(EXCERPTED DATA Opens)
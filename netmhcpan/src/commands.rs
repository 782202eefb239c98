use crate::config::Config;
use crate::error::{Error, StoreError};
use crate::export::{self, ExportRequest};
use crate::jobs::{JobStore, SortOrder};
use crate::output;
use crate::parser::OutputParser;
use crate::predict::{PredictionRequest, Predictor};

use anyhow::Result;
use colored::Colorize;
use indicatif::ProgressBar;
use std::io::Write;
use std::path::Path;

/// Prints a request failure to stderr and maps it to exit code 1.
fn report_failure(error: &Error) -> Result<i32> {
    eprintln!("{} {error}", format!("[{}]", error.kind()).red());
    Ok(1)
}

fn spinner(json: bool) -> ProgressBar {
    if json {
        ProgressBar::hidden()
    } else {
        output::create_spinner()
    }
}

fn open_store(config: &Config) -> Result<JobStore, StoreError> {
    JobStore::open(config.netmhcpan.job_root.clone())
}

/// Runs one prediction in the foreground and renders the captured report.
///
/// # Errors
///
/// Returns an error only for writer or runtime failures; predictor failures
/// are reported on stderr and mapped to a nonzero exit code.
pub fn run_prediction<W: Write>(
    config: &Config,
    request: &PredictionRequest,
    json: bool,
    mut writer: W,
) -> Result<i32> {
    let predictor = match Predictor::from_config(config) {
        Ok(predictor) => predictor,
        Err(error) => return report_failure(&error),
    };

    let runtime = tokio::runtime::Runtime::new()?;
    let progress = spinner(json);
    let outcome = runtime.block_on(predictor.run(request));
    progress.finish_and_clear();

    match outcome {
        Ok(report) => {
            if json {
                writeln!(writer, "{}", serde_json::to_string_pretty(&report)?)?;
            } else {
                output::print_prediction_report(&mut writer, &report)?;
            }
            Ok(0)
        }
        Err(error) => report_failure(&error),
    }
}

/// Runs a multi-allele comparison and writes the summary and table files.
///
/// # Errors
///
/// Returns an error only for writer or runtime failures; predictor failures
/// are reported on stderr and mapped to a nonzero exit code.
pub fn run_export<W: Write>(
    config: &Config,
    request: &ExportRequest,
    json: bool,
    mut writer: W,
) -> Result<i32> {
    let predictor = match Predictor::from_config(config) {
        Ok(predictor) => predictor,
        Err(error) => return report_failure(&error),
    };

    let runtime = tokio::runtime::Runtime::new()?;
    let progress = spinner(json);
    let outcome = runtime.block_on(export::run_export(&predictor, request));
    progress.finish_and_clear();

    match outcome {
        Ok(report) => {
            if json {
                writeln!(writer, "{}", serde_json::to_string_pretty(&report)?)?;
            } else {
                output::print_export_report(&mut writer, &report)?;
            }
            Ok(0)
        }
        Err(error) => report_failure(&error),
    }
}

/// Re-analyzes an existing report file. An explicit threshold moves the
/// weak-binder cutoff; the strong cutoff stays as configured.
///
/// # Errors
///
/// Returns an error when the report file cannot be read or the writer fails.
pub fn run_analyze<W: Write>(
    config: &Config,
    report_file: &Path,
    rank_threshold: Option<f64>,
    json: bool,
    mut writer: W,
) -> Result<i32> {
    let section = &config.netmhcpan;
    let parser = OutputParser::new(
        section.rank_strong,
        rank_threshold.unwrap_or(section.rank_weak),
    );
    let parsed = parser.parse_file(report_file)?;

    if json {
        writeln!(writer, "{}", serde_json::to_string_pretty(&parsed)?)?;
    } else {
        output::print_header(&mut writer)?;
        output::print_parsed_output(&mut writer, &parsed)?;
    }
    Ok(0)
}

/// Lists jobs recorded in the configured job store.
///
/// # Errors
///
/// Returns an error only when the writer fails; store failures are reported
/// on stderr and mapped to a nonzero exit code.
pub fn run_jobs_list<W: Write>(
    config: &Config,
    state: Option<&str>,
    oldest_first: bool,
    json: bool,
    mut writer: W,
) -> Result<i32> {
    let filter = match state.map(|s| s.parse()).transpose() {
        Ok(filter) => filter,
        Err(error) => return report_failure(&error),
    };
    let order = if oldest_first {
        SortOrder::OldestFirst
    } else {
        SortOrder::NewestFirst
    };

    let store = match open_store(config) {
        Ok(store) => store,
        Err(error) => return report_failure(&Error::Store(error)),
    };
    let jobs = store.list(filter, order);

    if json {
        writeln!(writer, "{}", serde_json::to_string_pretty(&jobs)?)?;
    } else {
        output::print_job_table(&mut writer, &jobs)?;
    }
    Ok(0)
}

/// Shows one job's full record.
///
/// # Errors
///
/// Returns an error only when the writer fails; store failures are reported
/// on stderr and mapped to a nonzero exit code.
pub fn run_job_status<W: Write>(
    config: &Config,
    job_id: &str,
    json: bool,
    mut writer: W,
) -> Result<i32> {
    let store = match open_store(config) {
        Ok(store) => store,
        Err(error) => return report_failure(&Error::Store(error)),
    };
    let record = match store.get(job_id) {
        Ok(record) => record,
        Err(StoreError::UnknownJob(id)) => return report_failure(&Error::NotFound(id)),
        Err(other) => return report_failure(&Error::Store(other)),
    };

    if json {
        writeln!(writer, "{}", serde_json::to_string_pretty(&record)?)?;
    } else {
        output::print_job_record(&mut writer, &record)?;
    }
    Ok(0)
}

/// Prints a job's captured process log.
///
/// # Errors
///
/// Returns an error only when the writer fails; store failures are reported
/// on stderr and mapped to a nonzero exit code.
pub fn run_job_log<W: Write>(
    config: &Config,
    job_id: &str,
    tail: Option<usize>,
    json: bool,
    mut writer: W,
) -> Result<i32> {
    let store = match open_store(config) {
        Ok(store) => store,
        Err(error) => return report_failure(&Error::Store(error)),
    };
    let log = match store.read_log(job_id, tail) {
        Ok(log) => log,
        Err(StoreError::UnknownJob(id)) => return report_failure(&Error::NotFound(id)),
        Err(other) => return report_failure(&Error::Store(other)),
    };

    if json {
        let payload = serde_json::json!({ "job_id": job_id, "log": log });
        writeln!(writer, "{}", serde_json::to_string_pretty(&payload)?)?;
    } else {
        write!(writer, "{log}")?;
    }
    Ok(0)
}
//! Filesystem-backed job store.
//!
//! Layout: one directory per job under a configured root.
//!
//! ```text
//! <root>/<job_id>/manifest.json   durable JobRecord, rewritten atomically
//! <root>/<job_id>/job.log         append-only process output
//! <root>/<job_id>/result.json     structured result, present once completed
//! ```
//!
//! The in-memory index mirrors the manifests; disk is authoritative and the
//! index is rebuilt from it on open. Updates to one job serialize on that
//! job's own lock, so jobs never block each other on manifest writes.

use std::fs::{self, OpenOptions};
use std::io::Write as _;
use std::path::{Path, PathBuf};
use std::sync::{Arc, Mutex, MutexGuard, PoisonError};

use chrono::{DateTime, Utc};
use dashmap::DashMap;
use tracing::{debug, warn};
use uuid::Uuid;

use crate::error::StoreError;
use crate::jobs::{JobError, JobRecord, JobState, JobSummary, SortOrder};
use crate::parser::ParsedOutput;
use crate::predict::PredictionRequest;

const MANIFEST_FILE: &str = "manifest.json";
const LOG_FILE: &str = "job.log";
const RESULT_FILE: &str = "result.json";

// Freshly generated ids essentially never collide; the loop exists so that
// a collision degrades into a retry instead of clobbering a job directory.
const CREATE_ATTEMPTS: usize = 8;

/// Partial update applied to a [`JobRecord`].
///
/// Every field is optional; unset fields keep their current value. State
/// changes must follow the transition graph and timestamps are write-once.
#[derive(Debug, Clone, Default)]
pub struct JobUpdate {
    /// New lifecycle state.
    pub state: Option<JobState>,
    /// Execution start time.
    pub started_at: Option<DateTime<Utc>>,
    /// Terminal time.
    pub finished_at: Option<DateTime<Utc>>,
    /// Failure detail.
    pub error: Option<JobError>,
}

impl JobUpdate {
    /// Update that only changes state.
    #[must_use]
    pub fn state(state: JobState) -> Self {
        Self {
            state: Some(state),
            ..Self::default()
        }
    }

    /// Adds an execution start time of now.
    #[must_use]
    pub fn started_now(mut self) -> Self {
        self.started_at = Some(Utc::now());
        self
    }

    /// Adds a terminal time of now.
    #[must_use]
    pub fn finished_now(mut self) -> Self {
        self.finished_at = Some(Utc::now());
        self
    }

    /// Adds failure detail.
    #[must_use]
    pub fn with_error(mut self, error: JobError) -> Self {
        self.error = Some(error);
        self
    }
}

/// Keyed, durable store of job records and their artifacts.
#[derive(Debug)]
pub struct JobStore {
    root: PathBuf,
    jobs: DashMap<String, Arc<Mutex<JobRecord>>>,
}

impl JobStore {
    /// Opens (creating if needed) a store rooted at `root` and indexes any
    /// jobs already on disk.
    ///
    /// Jobs found in `pending` or `running` are indexed as-is: their
    /// executor died with the previous process, and the records stay
    /// durably visible rather than being silently rewritten.
    ///
    /// # Errors
    ///
    /// Fails when the root cannot be created or read. Individually corrupt
    /// manifests are skipped with a warning, not fatal.
    pub fn open(root: impl Into<PathBuf>) -> Result<Self, StoreError> {
        let root = root.into();
        fs::create_dir_all(&root).map_err(|source| StoreError::Io {
            path: root.clone(),
            source,
        })?;

        let store = Self {
            jobs: DashMap::new(),
            root: root.clone(),
        };
        let entries = fs::read_dir(&root).map_err(|source| StoreError::Io {
            path: root.clone(),
            source,
        })?;
        for entry in entries.flatten() {
            let manifest = entry.path().join(MANIFEST_FILE);
            if !manifest.is_file() {
                continue;
            }
            match read_manifest(&manifest) {
                Ok(record) => {
                    debug!(job_id = %record.id, state = %record.state, "indexed existing job");
                    store
                        .jobs
                        .insert(record.id.clone(), Arc::new(Mutex::new(record)));
                }
                Err(err) => {
                    warn!(path = %manifest.display(), error = %err, "skipping unreadable manifest");
                }
            }
        }
        Ok(store)
    }

    /// Root directory this store writes under.
    #[must_use]
    pub fn root(&self) -> &Path {
        &self.root
    }

    /// Directory holding one job's artifacts.
    #[must_use]
    pub fn job_dir(&self, job_id: &str) -> PathBuf {
        self.root.join(job_id)
    }

    /// Creates a new `pending` job: fresh identifier, artifact directory,
    /// empty log, durable manifest.
    ///
    /// Safe to call concurrently; identifiers never collide because the
    /// job directory is claimed with an exclusive create.
    ///
    /// # Errors
    ///
    /// Fails when the artifacts cannot be created.
    pub fn create(
        &self,
        request: PredictionRequest,
        name: Option<String>,
    ) -> Result<JobRecord, StoreError> {
        for _ in 0..CREATE_ATTEMPTS {
            let id = Uuid::new_v4().to_string();
            let dir = self.job_dir(&id);
            match fs::create_dir(&dir) {
                Ok(()) => {}
                Err(err) if err.kind() == std::io::ErrorKind::AlreadyExists => continue,
                Err(source) => return Err(StoreError::Io { path: dir, source }),
            }

            let record = JobRecord {
                id: id.clone(),
                name,
                request,
                state: JobState::Pending,
                created_at: Utc::now(),
                started_at: None,
                finished_at: None,
                log_path: dir.join(LOG_FILE),
                result_path: dir.join(RESULT_FILE),
                error: None,
            };
            // The log artifact exists from the moment the job does.
            fs::write(&record.log_path, b"").map_err(|source| StoreError::Io {
                path: record.log_path.clone(),
                source,
            })?;
            write_manifest(&dir, &record)?;
            self.jobs
                .insert(id.clone(), Arc::new(Mutex::new(record.clone())));
            debug!(job_id = %id, "created job");
            return Ok(record);
        }
        // Only reachable if id generation collides CREATE_ATTEMPTS times.
        Err(StoreError::Io {
            path: self.root.clone(),
            source: std::io::Error::new(
                std::io::ErrorKind::AlreadyExists,
                "could not allocate a fresh job id",
            ),
        })
    }

    /// Snapshot of one record.
    ///
    /// # Errors
    ///
    /// [`StoreError::UnknownJob`] when the id is not indexed.
    pub fn get(&self, job_id: &str) -> Result<JobRecord, StoreError> {
        let slot = self.slot(job_id)?;
        let guard = lock(&slot);
        Ok(guard.clone())
    }

    /// Applies a partial update to one record and persists the manifest.
    ///
    /// The update is atomic with respect to other updates and readers of
    /// the same job: either the whole update lands (in memory and on disk)
    /// or none of it does.
    ///
    /// # Errors
    ///
    /// [`StoreError::UnknownJob`] for unknown ids,
    /// [`StoreError::IllegalTransition`] when the state change leaves a
    /// terminal state or skips a stage, [`StoreError::TimestampRewrite`]
    /// when a write-once timestamp is already set, and
    /// [`StoreError::Io`] when persisting fails (the in-memory record is
    /// left unchanged).
    pub fn update(&self, job_id: &str, update: JobUpdate) -> Result<JobRecord, StoreError> {
        let slot = self.slot(job_id)?;
        let mut guard = lock(&slot);

        // Terminal records reject every update, state-bearing or not.
        if guard.state.is_terminal() {
            return Err(StoreError::IllegalTransition {
                job_id: job_id.to_owned(),
                from: guard.state,
                to: update.state.unwrap_or(guard.state),
            });
        }
        if let Some(next) = update.state {
            if !guard.state.can_transition_to(next) {
                return Err(StoreError::IllegalTransition {
                    job_id: job_id.to_owned(),
                    from: guard.state,
                    to: next,
                });
            }
        }
        if update.started_at.is_some() && guard.started_at.is_some() {
            return Err(StoreError::TimestampRewrite {
                job_id: job_id.to_owned(),
                field: "started_at",
            });
        }
        if update.finished_at.is_some() && guard.finished_at.is_some() {
            return Err(StoreError::TimestampRewrite {
                job_id: job_id.to_owned(),
                field: "finished_at",
            });
        }

        let mut next = guard.clone();
        if let Some(state) = update.state {
            next.state = state;
        }
        if let Some(at) = update.started_at {
            next.started_at = Some(at);
        }
        if let Some(at) = update.finished_at {
            next.finished_at = Some(at);
        }
        if let Some(error) = update.error {
            next.error = Some(error);
        }

        write_manifest(&self.job_dir(job_id), &next)?;
        *guard = next.clone();
        Ok(next)
    }

    /// Summaries of all jobs, optionally filtered by state, ordered by
    /// creation time. A snapshot: concurrent updates after the call are
    /// not reflected.
    #[must_use]
    pub fn list(&self, filter: Option<JobState>, order: SortOrder) -> Vec<JobSummary> {
        let mut summaries: Vec<JobSummary> = self
            .jobs
            .iter()
            .map(|entry| {
                let guard = lock(entry.value());
                JobSummary::from(&*guard)
            })
            .filter(|summary| filter.is_none_or(|state| summary.state == state))
            .collect();
        // Identifier as tie-break keeps the order stable for equal stamps.
        summaries.sort_by(|a, b| {
            a.created_at
                .cmp(&b.created_at)
                .then_with(|| a.id.cmp(&b.id))
        });
        if order == SortOrder::NewestFirst {
            summaries.reverse();
        }
        summaries
    }

    /// Appends text to the job's log artifact. Readers may tail the file
    /// concurrently; nothing is locked against them.
    ///
    /// # Errors
    ///
    /// [`StoreError::UnknownJob`] for unknown ids, [`StoreError::Io`] when
    /// the append fails.
    pub fn append_log(&self, job_id: &str, text: &str) -> Result<(), StoreError> {
        let log_path = {
            let slot = self.slot(job_id)?;
            let guard = lock(&slot);
            guard.log_path.clone()
        };
        let mut file = OpenOptions::new()
            .append(true)
            .create(true)
            .open(&log_path)
            .map_err(|source| StoreError::Io {
                path: log_path.clone(),
                source,
            })?;
        file.write_all(text.as_bytes())
            .map_err(|source| StoreError::Io {
                path: log_path,
                source,
            })
    }

    /// Reads the job's log, optionally only its last `tail` lines.
    ///
    /// # Errors
    ///
    /// [`StoreError::UnknownJob`] for unknown ids, [`StoreError::Io`] when
    /// the log cannot be read.
    pub fn read_log(&self, job_id: &str, tail: Option<usize>) -> Result<String, StoreError> {
        let record = self.get(job_id)?;
        let text =
            fs::read_to_string(&record.log_path).map_err(|source| StoreError::Io {
                path: record.log_path.clone(),
                source,
            })?;
        Ok(crate::utils::tail_lines(&text, tail))
    }

    /// Persists the structured result artifact for a job.
    ///
    /// # Errors
    ///
    /// [`StoreError::UnknownJob`] for unknown ids, [`StoreError::Io`] when
    /// writing fails.
    pub fn write_result(&self, job_id: &str, result: &ParsedOutput) -> Result<(), StoreError> {
        let record = self.get(job_id)?;
        let json = serde_json::to_vec_pretty(result).map_err(|source| {
            StoreError::CorruptManifest {
                path: record.result_path.clone(),
                source,
            }
        })?;
        write_atomic(&record.result_path, &json)
    }

    /// Reads the structured result artifact back.
    ///
    /// # Errors
    ///
    /// [`StoreError::UnknownJob`] for unknown ids, [`StoreError::Io`] when
    /// the artifact is missing or unreadable,
    /// [`StoreError::CorruptManifest`] when it does not decode.
    pub fn read_result(&self, job_id: &str) -> Result<ParsedOutput, StoreError> {
        let record = self.get(job_id)?;
        let bytes = fs::read(&record.result_path).map_err(|source| StoreError::Io {
            path: record.result_path.clone(),
            source,
        })?;
        serde_json::from_slice(&bytes).map_err(|source| StoreError::CorruptManifest {
            path: record.result_path.clone(),
            source,
        })
    }

    fn slot(&self, job_id: &str) -> Result<Arc<Mutex<JobRecord>>, StoreError> {
        self.jobs
            .get(job_id)
            .map(|entry| Arc::clone(entry.value()))
            .ok_or_else(|| StoreError::UnknownJob(job_id.to_owned()))
    }
}

fn lock(slot: &Arc<Mutex<JobRecord>>) -> MutexGuard<'_, JobRecord> {
    // A poisoned lock means a panic elsewhere; the record itself is still
    // a consistent snapshot, so keep serving it.
    slot.lock().unwrap_or_else(PoisonError::into_inner)
}

fn read_manifest(path: &Path) -> Result<JobRecord, StoreError> {
    let bytes = fs::read(path).map_err(|source| StoreError::Io {
        path: path.to_path_buf(),
        source,
    })?;
    serde_json::from_slice(&bytes).map_err(|source| StoreError::CorruptManifest {
        path: path.to_path_buf(),
        source,
    })
}

fn write_manifest(dir: &Path, record: &JobRecord) -> Result<(), StoreError> {
    let json = serde_json::to_vec_pretty(record).map_err(|source| {
        StoreError::CorruptManifest {
            path: dir.join(MANIFEST_FILE),
            source,
        }
    })?;
    write_atomic(&dir.join(MANIFEST_FILE), &json)
}

/// Writes via a sibling temp file and rename, so readers never observe a
/// half-written artifact.
fn write_atomic(path: &Path, bytes: &[u8]) -> Result<(), StoreError> {
    let tmp = path.with_extension("json.tmp");
    fs::write(&tmp, bytes).map_err(|source| StoreError::Io {
        path: tmp.clone(),
        source,
    })?;
    fs::rename(&tmp, path).map_err(|source| StoreError::Io {
        path: path.to_path_buf(),
        source,
    })
}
(EXCERPTED DATA Closes)
* [YOUR INSTRUCTIONS] With "AlreadyExists" as the search string, filter the records and return each line that has it.

* [WRITTEN SOLUTION]
                Err(err) if err.kind() == std::io::ErrorKind::AlreadyExists => continue,
                std::io::ErrorKind::AlreadyExists,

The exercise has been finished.